Autoscaling consumers in event driven architectures

Posted on May 29, 2024

CNCF projects highlighted in this post

Community post by Rob Williamson

Microservice autoscaling and event-driven decoupling are both paths to help you deliver on the same purpose – maximum performance AND efficiency for applications. Unfortunately, these two goals can also be at loggerheads and require an understanding of the architectureal differences to deliver on them. However, when done right, you can get the dynamic performance without breaking asynchronous messaging queues. This blog will delve into Kubernetes Event Driven Autoscaling and how it is triggered by and served data from event brokers using Solace as an example.

The problem – how to automatically scale when you aren’t aware

With Event Driven Architecture (EDA) a critical principle is the decoupling of producers and consumers. Taken from a purely from old-school messaging concept, the event broker acts as the intermediary that queues up events for the consumer(s) to use. The modern event broker takes things much further by supporting many different messaging patterns (pub/sub, streaming, fan-out, etc.) many different message capabilities (guaranteed, dead-message, intelligent routing, etc.) and different levels of observability (broker metrics, event telemetry, etc.). All this serves to complicate autoscaling.
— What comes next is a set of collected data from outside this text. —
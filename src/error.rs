//! 缓存错误类型
//!
//! 错误分类刻意保持窄小：只有构造期的容量校验会失败。
//! 查找未命中与删除不存在的键都是正常返回值，不是错误。

use thiserror::Error;

/// 缓存错误
#[derive(Debug, Error, Clone, PartialEq, Eq)]
pub enum CacheError {
    /// 容量配置无效
    #[error("invalid cache capacity: {0} (capacity must be a positive integer)")]
    InvalidCapacity(usize),
}
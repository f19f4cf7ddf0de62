//! 缓存条目模型
//!
//! 条目统一存放在槽位数组（slot arena）中，链表指针与哈希索引都以
//! 槽位下标引用条目，整型句柄替代共享可变引用。

/// 槽位下标
pub(crate) type SlotIndex = usize;

/// 头部哨兵的固定槽位
pub(crate) const HEAD: SlotIndex = 0;
/// 尾部哨兵的固定槽位
pub(crate) const TAIL: SlotIndex = 1;

/// 条目数据（键值对）
#[derive(Debug)]
pub(crate) struct EntryData<V> {
    /// 键，创建后不再变化
    pub key: String,
    /// 值，可原地覆盖
    pub value: V,
}

/// 槽位
///
/// 哨兵槽位与已释放的空闲槽位不携带数据（`data` 为 `None`）。
#[derive(Debug)]
pub(crate) struct Slot<V> {
    pub prev: SlotIndex,
    pub next: SlotIndex,
    pub data: Option<EntryData<V>>,
}
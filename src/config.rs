//! 缓存配置
//!
//! 容量是唯一的配置项：缓存按条目数计数，不涉及字节大小或 TTL。

use serde::{Deserialize, Serialize};

use crate::error::CacheError;

/// 默认容量（条目数）
pub const DEFAULT_CAPACITY: usize = 10_000;

/// 缓存配置
#[derive(Debug, Clone, PartialEq, Eq, Serialize, Deserialize)]
pub struct CacheConfig {
    /// 最大条目数，必须为正数
    pub capacity: usize,
}

impl Default for CacheConfig {
    fn default() -> Self {
        Self {
            capacity: DEFAULT_CAPACITY,
        }
    }
}

impl CacheConfig {
    /// 创建指定容量的配置
    pub fn with_capacity(capacity: usize) -> Self {
        Self { capacity }
    }

    /// 校验配置
    pub fn validate(&self) -> Result<(), CacheError> {
        if self.capacity == 0 {
            return Err(CacheError::InvalidCapacity(self.capacity));
        }
        Ok(())
    }
}
//! Banded token kind enumeration.

/// Token kind, with a semantic range layout.
///
/// All values fit in a single `u8` (max 127). Categories occupy contiguous
/// bands whose boundaries are the `*_START` constants below, so band
/// membership is a pair of integer comparisons:
///
/// | Range   | Band       |
/// |---------|------------|
/// | 0-1     | Fixed (`Eob`, `Error`) |
/// | 16-31   | Keywords   |
/// | 32-95   | Glyphs     |
/// | 96-111  | Literals   |
/// | 112-119 | Trivia     |
/// | 120-127 | Synthetic  |
///
/// Gaps inside a band are reserved for future kinds.
#[derive(Clone, Copy, Debug, PartialEq, Eq, PartialOrd, Ord, Hash)]
#[repr(u8)]
pub enum TokenKind {
    // === Fixed (0-15) ===
    Eob = 0,
    Error = 1,

    // === Keywords (16-31) ===
    KwOwn = 16,
    KwBorrow = 17,
    KwAsync = 18,

    // === Glyphs (32-95) ===
    /// `;` or a line break.
    Terminator = 32,
    ColonEqual = 33,
    ColonColon = 34,
    Colon = 35,
    FatArrow = 36,
    Equal = 37,
    Arrow = 38,
    Minus = 39,
    PipeBrace = 40,
    Pipe = 41,
    PercentBrace = 42,
    Percent = 43,
    HashBrace = 44,
    Hash = 45,
    CaretBrace = 46,
    Caret = 47,
    Ellipsis = 48,
    DotDot = 49,
    Dot = 50,
    Comma = 51,
    LeftParen = 52,
    RightParen = 53,
    LeftBrace = 54,
    RightBrace = 55,
    LeftBracket = 56,
    RightBracket = 57,
    Less = 58,
    Greater = 59,
    Question = 60,
    Bang = 61,
    Ampersand = 62,
    Star = 63,
    Plus = 64,
    Slash = 65,
    At = 66,

    // === Literals (96-111) ===
    Identifier = 96,
    IntegerLiteral = 97,
    DecimalLiteral = 98,
    StringLiteral = 99,
    RuneLiteral = 100,

    // === Trivia (112-119) ===
    WhitespaceTrivia = 112,
    CommentTrivia = 113,

    // === Synthetic (120-127) ===
    /// Placeholder manufactured by the parser for an absent token.
    Missing = 120,
}

/// Classification band of a [`TokenKind`].
#[derive(Clone, Copy, Debug, PartialEq, Eq, Hash)]
pub enum Band {
    Fixed,
    Keyword,
    Glyph,
    Literal,
    Trivia,
    Synthetic,
}

impl TokenKind {
    pub const KEYWORD_START: u8 = 16;
    pub const GLYPH_START: u8 = 32;
    pub const LITERAL_START: u8 = 96;
    pub const TRIVIA_START: u8 = 112;
    pub const SYNTHETIC_START: u8 = 120;
    /// One past the last discriminant any kind may use.
    pub const END: u8 = 128;

    /// Every kind, in discriminant order.
    pub const ALL: [TokenKind; 48] = [
        Self::Eob,
        Self::Error,
        Self::KwOwn,
        Self::KwBorrow,
        Self::KwAsync,
        Self::Terminator,
        Self::ColonEqual,
        Self::ColonColon,
        Self::Colon,
        Self::FatArrow,
        Self::Equal,
        Self::Arrow,
        Self::Minus,
        Self::PipeBrace,
        Self::Pipe,
        Self::PercentBrace,
        Self::Percent,
        Self::HashBrace,
        Self::Hash,
        Self::CaretBrace,
        Self::Caret,
        Self::Ellipsis,
        Self::DotDot,
        Self::Dot,
        Self::Comma,
        Self::LeftParen,
        Self::RightParen,
        Self::LeftBrace,
        Self::RightBrace,
        Self::LeftBracket,
        Self::RightBracket,
        Self::Less,
        Self::Greater,
        Self::Question,
        Self::Bang,
        Self::Ampersand,
        Self::Star,
        Self::Plus,
        Self::Slash,
        Self::At,
        Self::Identifier,
        Self::IntegerLiteral,
        Self::DecimalLiteral,
        Self::StringLiteral,
        Self::RuneLiteral,
        Self::WhitespaceTrivia,
        Self::CommentTrivia,
        Self::Missing,
    ];

    /// Discriminant as a `u8`.
    #[inline]
    pub const fn index(self) -> u8 {
        self as u8
    }

    /// Band this kind belongs to.
    pub const fn band(self) -> Band {
        let i = self as u8;
        if i < Self::KEYWORD_START {
            Band::Fixed
        } else if i < Self::GLYPH_START {
            Band::Keyword
        } else if i < Self::LITERAL_START {
            Band::Glyph
        } else if i < Self::TRIVIA_START {
            Band::Literal
        } else if i < Self::SYNTHETIC_START {
            Band::Trivia
        } else {
            Band::Synthetic
        }
    }

    #[inline]
    pub const fn is_keyword(self) -> bool {
        let i = self as u8;
        i >= Self::KEYWORD_START && i < Self::GLYPH_START
    }

    #[inline]
    pub const fn is_glyph(self) -> bool {
        let i = self as u8;
        i >= Self::GLYPH_START && i < Self::LITERAL_START
    }

    #[inline]
    pub const fn is_literal(self) -> bool {
        let i = self as u8;
        i >= Self::LITERAL_START && i < Self::TRIVIA_START
    }

    #[inline]
    pub const fn is_trivia(self) -> bool {
        let i = self as u8;
        i >= Self::TRIVIA_START && i < Self::SYNTHETIC_START
    }

    #[inline]
    pub const fn is_synthetic(self) -> bool {
        let i = self as u8;
        i >= Self::SYNTHETIC_START && i < Self::END
    }

    /// Resolve identifier text to a keyword kind.
    pub fn keyword(text: &str) -> Option<TokenKind> {
        match text {
            "own" => Some(Self::KwOwn),
            "borrow" => Some(Self::KwBorrow),
            "async" => Some(Self::KwAsync),
            _ => None,
        }
    }

    /// Get a human-readable name for this kind.
    pub const fn name(self) -> &'static str {
        match self {
            Self::Eob => "end of input",
            Self::Error => "invalid token",
            Self::KwOwn => "`own`",
            Self::KwBorrow => "`borrow`",
            Self::KwAsync => "`async`",
            Self::Terminator => "terminator",
            Self::ColonEqual => "`:=`",
            Self::ColonColon => "`::`",
            Self::Colon => "`:`",
            Self::FatArrow => "`=>`",
            Self::Equal => "`=`",
            Self::Arrow => "`->`",
            Self::Minus => "`-`",
            Self::PipeBrace => "`|{`",
            Self::Pipe => "`|`",
            Self::PercentBrace => "`%{`",
            Self::Percent => "`%`",
            Self::HashBrace => "`#{`",
            Self::Hash => "`#`",
            Self::CaretBrace => "`^{`",
            Self::Caret => "`^`",
            Self::Ellipsis => "`...`",
            Self::DotDot => "`..`",
            Self::Dot => "`.`",
            Self::Comma => "`,`",
            Self::LeftParen => "`(`",
            Self::RightParen => "`)`",
            Self::LeftBrace => "`{`",
            Self::RightBrace => "`}`",
            Self::LeftBracket => "`[`",
            Self::RightBracket => "`]`",
            Self::Less => "`<`",
            Self::Greater => "`>`",
            Self::Question => "`?`",
            Self::Bang => "`!`",
            Self::Ampersand => "`&`",
            Self::Star => "`*`",
            Self::Plus => "`+`",
            Self::Slash => "`/`",
            Self::At => "`@`",
            Self::Identifier => "identifier",
            Self::IntegerLiteral => "integer",
            Self::DecimalLiteral => "decimal",
            Self::StringLiteral => "string",
            Self::RuneLiteral => "rune",
            Self::WhitespaceTrivia => "whitespace",
            Self::CommentTrivia => "comment",
            Self::Missing => "missing token",
        }
    }
}

impl std::fmt::Display for TokenKind {
    fn fmt(&self, f: &mut std::fmt::Formatter<'_>) -> std::fmt::Result {
        f.write_str(self.name())
    }
}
Autoscale that! Enterprise-wide deployment of event driven architectures liberate data asynchronously and when used effectively consumer autoscaling works well with the routing of real time data and events

Lets look at two pictures that illustrate the challenge and benefits of scaling when you are decoupled. In the first you have a simple exclusive queue that binds one consumer to one producer and doesn’t have stateful events. What we mean by this is that one event may be related to or depend on another and the sequence of delivery and consumption mattter. It introduces the need for things like queues and cache. It is easy to trigger scaling of an active consumer.

However, if your events are stateful (simply put that processing needs to be kept track of and in order) then you can’t use this queue type to autoscale and your only options are a larger spool on the broker or a faster processer on the consumer. If the consumer simply cannot keep up (horizontally or vertically) then messages are lost – but with a well implemented broker the memory will handle a very large spool.
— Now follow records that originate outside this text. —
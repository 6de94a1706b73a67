use super::*;
use crate::TokenKind;
use pretty_assertions::assert_eq;

fn ident(offset: u32, length: u32) -> Token {
    Token::new(TokenKind::Identifier, offset, length, 1, offset + 1)
}

#[test]
fn path_span_covers_all_segments() {
    let path = Path::new(vec![ident(2, 4), ident(7, 3)]);
    assert_eq!(path.span, Span::new(2, 10));
    assert!(!path.is_missing());
}

#[test]
fn empty_path_has_dummy_span() {
    assert_eq!(Path::new(Vec::new()).span, Span::DUMMY);
}

#[test]
fn missing_type_is_zero_length_alias() {
    let at = Token::new(TokenKind::Comma, 9, 1, 1, 10);
    let ty = TypeExpr::missing(&at);
    assert!(ty.is_missing());
    assert_eq!(ty.kind(), DeclarationKind::Alias);
    assert_eq!(ty.span(), Span::point(9));
}

#[test]
fn declaration_kind_follows_body() {
    let tuple = TypeExpr::Tuple(TupleType {
        elements: vec![TypeExpr::Alias(TypeRef {
            ownership: Ownership::Own,
            path: Path::new(vec![ident(8, 1)]),
            args: None,
            optional: true,
            span: Span::new(4, 10),
        })],
        span: Span::new(2, 12),
    });
    let decl = Declaration {
        name: ident(0, 1),
        generics: None,
        ty: tuple,
        span: Span::new(0, 12),
    };
    assert_eq!(decl.kind(), DeclarationKind::Tuple);
    assert_eq!(decl.kind().name(), "tuple");
    assert!(!decl.is_generic());
    assert!(!decl.ty.is_missing());
}
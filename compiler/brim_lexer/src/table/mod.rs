//! Maximal-munch glyph table.
//!
//! One entry per 7-bit ASCII leading byte. An entry holds the kind for the
//! lone byte (if any) and the longer glyphs that start with it, sorted by
//! descending length so the first full match is the longest one.

use brim_ir::TokenKind;

/// Result of a successful table lookup.
#[derive(Clone, Copy, Debug, PartialEq, Eq)]
pub struct GlyphMatch {
    pub kind: TokenKind,
    /// Bytes consumed.
    pub len: u32,
}

/// Glyph text and the kind it produces.
pub type Sequence = (&'static str, TokenKind);

#[derive(Clone, Copy, Debug)]
struct Entry {
    single: Option<TokenKind>,
    sequences: &'static [Sequence],
}

impl Entry {
    const EMPTY: Entry = Entry {
        single: None,
        sequences: &[],
    };

    const fn single(kind: TokenKind) -> Entry {
        Entry {
            single: Some(kind),
            sequences: &[],
        }
    }

    const fn with(kind: TokenKind, sequences: &'static [Sequence]) -> Entry {
        Entry {
            single: Some(kind),
            sequences,
        }
    }
}

/// Number of entries: one per 7-bit ASCII value.
pub const TABLE_SIZE: usize = 128;

/// Static per-leading-byte glyph table.
#[derive(Debug)]
pub struct CharTable {
    entries: [Entry; TABLE_SIZE],
}

/// The process-wide table. Built at compile time and read-only.
pub static CHAR_TABLE: CharTable = CharTable::build();

impl CharTable {
    #[allow(clippy::enum_glob_use, reason = "dense table of token kinds")]
    const fn build() -> CharTable {
        use TokenKind::*;

        let mut entries = [Entry::EMPTY; TABLE_SIZE];
        entries[b':' as usize] = Entry::with(Colon, &[(":=", ColonEqual), ("::", ColonColon)]);
        entries[b'=' as usize] = Entry::with(Equal, &[("=>", FatArrow)]);
        entries[b'-' as usize] = Entry::with(Minus, &[("->", Arrow)]);
        entries[b'|' as usize] = Entry::with(Pipe, &[("|{", PipeBrace)]);
        entries[b'%' as usize] = Entry::with(Percent, &[("%{", PercentBrace)]);
        entries[b'#' as usize] = Entry::with(Hash, &[("#{", HashBrace)]);
        entries[b'^' as usize] = Entry::with(Caret, &[("^{", CaretBrace)]);
        entries[b'.' as usize] = Entry::with(Dot, &[("...", Ellipsis), ("..", DotDot)]);
        entries[b',' as usize] = Entry::single(Comma);
        entries[b';' as usize] = Entry::single(Terminator);
        entries[b'(' as usize] = Entry::single(LeftParen);
        entries[b')' as usize] = Entry::single(RightParen);
        entries[b'{' as usize] = Entry::single(LeftBrace);
        entries[b'}' as usize] = Entry::single(RightBrace);
        entries[b'[' as usize] = Entry::single(LeftBracket);
        entries[b']' as usize] = Entry::single(RightBracket);
        entries[b'<' as usize] = Entry::single(Less);
        entries[b'>' as usize] = Entry::single(Greater);
        entries[b'?' as usize] = Entry::single(Question);
        entries[b'!' as usize] = Entry::single(Bang);
        entries[b'&' as usize] = Entry::single(Ampersand);
        entries[b'*' as usize] = Entry::single(Star);
        entries[b'+' as usize] = Entry::single(Plus);
        entries[b'/' as usize] = Entry::single(Slash);
        entries[b'@' as usize] = Entry::single(At);
        CharTable { entries }
    }

    #[inline]
    fn entry(&self, lead: u8) -> Option<&Entry> {
        self.entries.get(lead as usize)
    }

    /// Longest glyph at the start of `bytes`.
    ///
    /// `None` when the leading byte is outside 7-bit ASCII or has no entry.
    #[allow(
        clippy::cast_possible_truncation,
        reason = "glyph sequences are at most a few bytes"
    )]
    pub fn try_match(&self, bytes: &[u8]) -> Option<GlyphMatch> {
        let entry = self.entry(*bytes.first()?)?;
        for &(sequence, kind) in entry.sequences {
            if bytes.starts_with(sequence.as_bytes()) {
                return Some(GlyphMatch {
                    kind,
                    len: sequence.len() as u32,
                });
            }
        }
        entry.single.map(|kind| GlyphMatch { kind, len: 1 })
    }

    /// Kind produced by `lead` on its own.
    #[inline]
    pub fn single_kind(&self, lead: u8) -> Option<TokenKind> {
        self.entry(lead)?.single
    }

    #[inline]
    pub fn is_single_kind(&self, lead: u8) -> bool {
        self.single_kind(lead).is_some()
    }

    /// Multi-byte glyphs starting with `lead`, longest first.
    pub fn sequences(&self, lead: u8) -> &'static [Sequence] {
        self.entry(lead).map_or(&[], |entry| entry.sequences)
    }
}
//! Terminal Emitter
//!
//! Human-readable diagnostic output with optional ANSI color support.

use std::io::{self, Write};

use crate::{Diagnostic, Severity};

use super::DiagnosticEmitter;

/// ANSI color codes for terminal output.
mod colors {
    pub const ERROR: &str = "\x1b[1;31m"; // Bold red
    pub const WARNING: &str = "\x1b[1;33m"; // Bold yellow
    pub const LOCATION: &str = "\x1b[1;34m"; // Bold blue
    pub const RESET: &str = "\x1b[0m";
}

#[inline]
fn plural_s(count: usize) -> &'static str {
    if count == 1 {
        ""
    } else {
        "s"
    }
}

/// Color output mode for terminal emitter.
#[derive(Clone, Copy, Debug, Default, PartialEq, Eq)]
pub enum ColorMode {
    /// Automatically detect based on terminal capabilities.
    #[default]
    Auto,
    Always,
    Never,
}

impl ColorMode {
    /// Resolve to a boolean. `is_tty` only matters for `Auto`.
    pub fn should_use_colors(self, is_tty: bool) -> bool {
        match self {
            ColorMode::Auto => is_tty,
            ColorMode::Always => true,
            ColorMode::Never => false,
        }
    }

    /// Parse a `--color` value.
    pub fn parse(value: &str) -> Option<Self> {
        match value {
            "auto" => Some(ColorMode::Auto),
            "always" => Some(ColorMode::Always),
            "never" => Some(ColorMode::Never),
            _ => None,
        }
    }
}

/// Terminal emitter with optional color support.
///
/// Each diagnostic renders as
///
/// ```text
/// error[parse]: unexpected `,`, expected identifier
///   --> shapes.brim:3:7 [E1001]
/// ```
pub struct TerminalEmitter<W: Write> {
    writer: W,
    colors: bool,
    path: Option<String>,
}

impl<W: Write> TerminalEmitter<W> {
    /// Create a new terminal emitter with explicit color mode.
    pub fn with_color_mode(writer: W, mode: ColorMode, is_tty: bool) -> Self {
        TerminalEmitter {
            writer,
            colors: mode.should_use_colors(is_tty),
            path: None,
        }
    }

    /// Prefix locations with a file name.
    #[must_use]
    pub fn with_path(mut self, path: impl Into<String>) -> Self {
        self.path = Some(path.into());
        self
    }

    /// Unwrap the writer, mostly for tests.
    pub fn into_inner(self) -> W {
        self.writer
    }

    fn write_colored(&mut self, text: &str, color: &str) {
        if self.colors {
            let _ = write!(self.writer, "{color}{text}{}", colors::RESET);
        } else {
            let _ = write!(self.writer, "{text}");
        }
    }

    fn write_severity(&mut self, severity: Severity) {
        let color = match severity {
            Severity::Error => colors::ERROR,
            Severity::Warning => colors::WARNING,
        };
        self.write_colored(&severity.to_string(), color);
    }
}

impl TerminalEmitter<io::Stderr> {
    /// Create a terminal emitter for stderr with explicit color mode.
    pub fn stderr(mode: ColorMode, is_tty: bool) -> Self {
        TerminalEmitter::with_color_mode(io::stderr(), mode, is_tty)
    }
}

impl<W: Write> DiagnosticEmitter for TerminalEmitter<W> {
    fn emit(&mut self, diagnostic: &Diagnostic) {
        // Header: severity[phase]: message
        self.write_severity(diagnostic.severity);
        let _ = writeln!(
            self.writer,
            "[{}]: {}",
            diagnostic.phase,
            diagnostic.message()
        );

        // Location: --> path:line:column [CODE]
        let location = match &self.path {
            Some(path) => format!("{path}:{}:{}", diagnostic.line, diagnostic.column),
            None => format!("{}:{}", diagnostic.line, diagnostic.column),
        };
        let _ = write!(self.writer, "  --> ");
        self.write_colored(&location, colors::LOCATION);
        let _ = writeln!(self.writer, " [{}]", diagnostic.code.as_str());
    }

    /// Print `error: N errors found` when there were any, then flush.
    fn finish(&mut self, error_count: usize) {
        if error_count > 0 {
            self.write_colored("error", colors::ERROR);
            let _ = writeln!(
                self.writer,
                ": {error_count} error{} found",
                plural_s(error_count)
            );
        }
        let _ = self.writer.flush();
    }
}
Diagram flow showing flow from producer to consumer

This second picture shows how the queue can trigger scaling of consumers but then the stateful datasets need to be bound to the right consumers.
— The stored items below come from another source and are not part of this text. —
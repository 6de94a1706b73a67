//! Stack growth for deeply nested type expressions.
//!
//! `parse_type_expr` recurses once per nesting level (bodies, payloads,
//! generic arguments, function returns). Each level checks the remaining
//! stack and moves to a fresh segment when it runs low.

/// Headroom one nesting level may use before the next check.
const RED_ZONE: usize = 128 * 1024;

/// Size of each freshly allocated stack segment.
const SEGMENT: usize = 2 * 1024 * 1024;

#[inline]
#[cfg(not(target_arch = "wasm32"))]
pub(crate) fn ensure_sufficient_stack<R>(f: impl FnOnce() -> R) -> R {
    stacker::maybe_grow(RED_ZONE, SEGMENT, f)
}

/// `stacker` cannot switch stacks on wasm32.
#[inline]
#[cfg(target_arch = "wasm32")]
pub(crate) fn ensure_sufficient_stack<R>(f: impl FnOnce() -> R) -> R {
    f()
}
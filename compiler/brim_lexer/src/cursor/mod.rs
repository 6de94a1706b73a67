//! Position-tracking cursor over a sentinel-padded buffer.
//!
//! The cursor advances byte by byte and keeps `line`/`column` current as
//! it goes, so a token's position is read off the cursor when the token
//! starts instead of being recomputed from its offset. Columns count
//! Unicode scalar values: only leading bytes move the column.
//!
//! The cursor never moves past the end of the text. Reads past the end
//! land in the `\0` padding.

/// Returns the earliest (minimum) of two optional positions.
fn earliest_of(a: Option<usize>, b: Option<usize>) -> Option<usize> {
    match (a, b) {
        (Some(x), Some(y)) => Some(x.min(y)),
        (Some(x), None) | (None, Some(x)) => Some(x),
        (None, None) => None,
    }
}

#[inline]
const fn is_continuation(byte: u8) -> bool {
    byte & 0xC0 == 0x80
}

/// Cheap, `Copy` cursor over a [`SourceText`](crate::SourceText).
#[derive(Clone, Copy, Debug)]
pub struct Cursor<'a> {
    /// Text plus sentinel padding.
    buf: &'a str,
    pos: u32,
    /// Length of the text (excludes padding).
    len: u32,
    line: u32,
    column: u32,
}

impl<'a> Cursor<'a> {
    /// `buf[len..]` must be at least [`PADDING`](crate::source::PADDING)
    /// zero bytes.
    pub(crate) fn new(buf: &'a str, len: u32) -> Self {
        debug_assert!(
            (len as usize) + crate::source::PADDING <= buf.len(),
            "sentinel padding missing"
        );
        Cursor {
            buf,
            pos: 0,
            len,
            line: 1,
            column: 1,
        }
    }

    #[inline]
    fn byte_at(&self, pos: u32) -> u8 {
        self.buf.as_bytes()[pos as usize]
    }

    /// Byte at the current position; `0x00` at EOF.
    #[inline]
    pub fn current(&self) -> u8 {
        self.byte_at(self.pos)
    }

    #[inline]
    pub fn peek(&self) -> u8 {
        self.byte_at(self.pos + 1)
    }

    /// Decode the scalar at the current position.
    ///
    /// `None` at EOF.
    pub fn current_char(&self) -> Option<char> {
        if self.is_eof() {
            return None;
        }
        self.buf.get(self.pos as usize..)?.chars().next()
    }

    /// Bytes from the current position through the padding.
    #[inline]
    pub fn rest(&self) -> &'a [u8] {
        &self.buf.as_bytes()[self.pos as usize..]
    }

    #[inline]
    pub fn is_eof(&self) -> bool {
        self.pos >= self.len
    }

    #[inline]
    pub fn pos(&self) -> u32 {
        self.pos
    }

    /// Current 1-based line.
    #[inline]
    pub fn line(&self) -> u32 {
        self.line
    }

    /// Current 1-based column, in scalars.
    #[inline]
    pub fn column(&self) -> u32 {
        self.column
    }

    /// Consume one byte. No-op at EOF.
    #[inline]
    pub fn advance(&mut self) {
        if self.is_eof() {
            return;
        }
        let byte = self.current();
        self.pos += 1;
        if byte == b'\n' {
            self.line += 1;
            self.column = 1;
        } else if !is_continuation(byte) {
            self.column += 1;
        }
    }

    #[inline]
    pub fn advance_n(&mut self, n: u32) {
        for _ in 0..n {
            self.advance();
        }
    }

    /// Returns the number of bytes in the UTF-8 character starting with `byte`.
    #[inline]
    pub fn utf8_char_width(byte: u8) -> u32 {
        match byte {
            0xC0..=0xDF => 2,
            0xE0..=0xEF => 3,
            0xF0..=0xF7 => 4,
            _ => 1,
        }
    }

    /// Consume one full UTF-8 character.
    #[inline]
    pub fn advance_char(&mut self) {
        self.advance_n(Self::utf8_char_width(self.current()));
    }

    /// Advance while `pred` holds for the current byte.
    ///
    /// `pred(0)` must be `false` so the sentinel stops the loop.
    #[inline]
    pub fn eat_while(&mut self, pred: impl Fn(u8) -> bool) {
        while !self.is_eof() && pred(self.current()) {
            self.advance();
        }
    }

    /// Jump forward to `target` across bytes known to hold no `\n`.
    #[allow(
        clippy::cast_possible_truncation,
        reason = "skipped.len() <= len which fits in u32"
    )]
    fn skip_to(&mut self, target: u32) {
        let skipped = &self.buf.as_bytes()[self.pos as usize..target as usize];
        debug_assert!(!skipped.contains(&b'\n'));
        let scalars = skipped.iter().filter(|&&b| !is_continuation(b)).count();
        self.column += scalars as u32;
        self.pos = target;
    }

    /// Remaining text bytes (no padding).
    #[inline]
    fn remaining(&self) -> &'a [u8] {
        &self.buf.as_bytes()[self.pos as usize..self.len as usize]
    }

    /// Advance to the line break (`\n` or `\r\n`) or EOF.
    ///
    /// Used by the comment scanner; the break itself is not consumed.
    #[allow(
        clippy::cast_possible_truncation,
        reason = "offset <= remaining.len() which fits in u32"
    )]
    pub fn eat_until_newline_or_eof(&mut self) {
        let target = match memchr::memchr(b'\n', self.remaining()) {
            Some(offset) => {
                let nl = self.pos + offset as u32;
                if nl > self.pos && self.byte_at(nl - 1) == b'\r' {
                    nl - 1
                } else {
                    nl
                }
            }
            None => self.len,
        };
        self.skip_to(target);
    }

    /// Advance past ordinary string content to the next interesting byte.
    ///
    /// Interesting bytes are `"`, `\`, `\n`, `\r`. Returns the byte found,
    /// or 0 for EOF.
    #[allow(
        clippy::cast_possible_truncation,
        reason = "offset <= remaining.len() which fits in u32"
    )]
    pub fn skip_to_string_delim(&mut self) -> u8 {
        let remaining = self.remaining();
        let primary = memchr::memchr3(b'"', b'\\', b'\n', remaining);
        let cr = memchr::memchr(b'\r', remaining);
        match earliest_of(primary, cr) {
            Some(offset) => {
                self.skip_to(self.pos + offset as u32);
                self.current()
            }
            None => {
                self.skip_to(self.len);
                0
            }
        }
    }

    /// Text from `start` to the current position.
    pub fn slice_from(&self, start: u32) -> &'a str {
        self.buf
            .get(start as usize..self.pos as usize)
            .unwrap_or_default()
    }
}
With autoscaling the benefit is that microservice instances can be added in response to demand so you don’t need to over-provision or under-serve. This means that the application has to expose metrics so that the clusters know when to scale based on load. However, it is not aware of the systemwide load unless both ends of the applications are sending metrics. The problem here is that using an application-based scaling trigger can effectively couple the applications and the architect loses significant benefits of EDA and decoupling.

This is where Kubernetes (K8) Event Driven Autoscaling (KEDA) comes into play. KEDA is an open source project under the Cloud Native Computing Fountation that lets you drive the scaling of any K8 container based on the number of events that need to be processed. They maintain a directory of autoscalers – which in the case of KEDA is the event broker that has a queue depth as an external trigger source. It is important to note that the “event” in KEDA is not, strictly speaking what “event” means in event-driven architecture. In the latter it is often thought of as a “message” in pub/sub.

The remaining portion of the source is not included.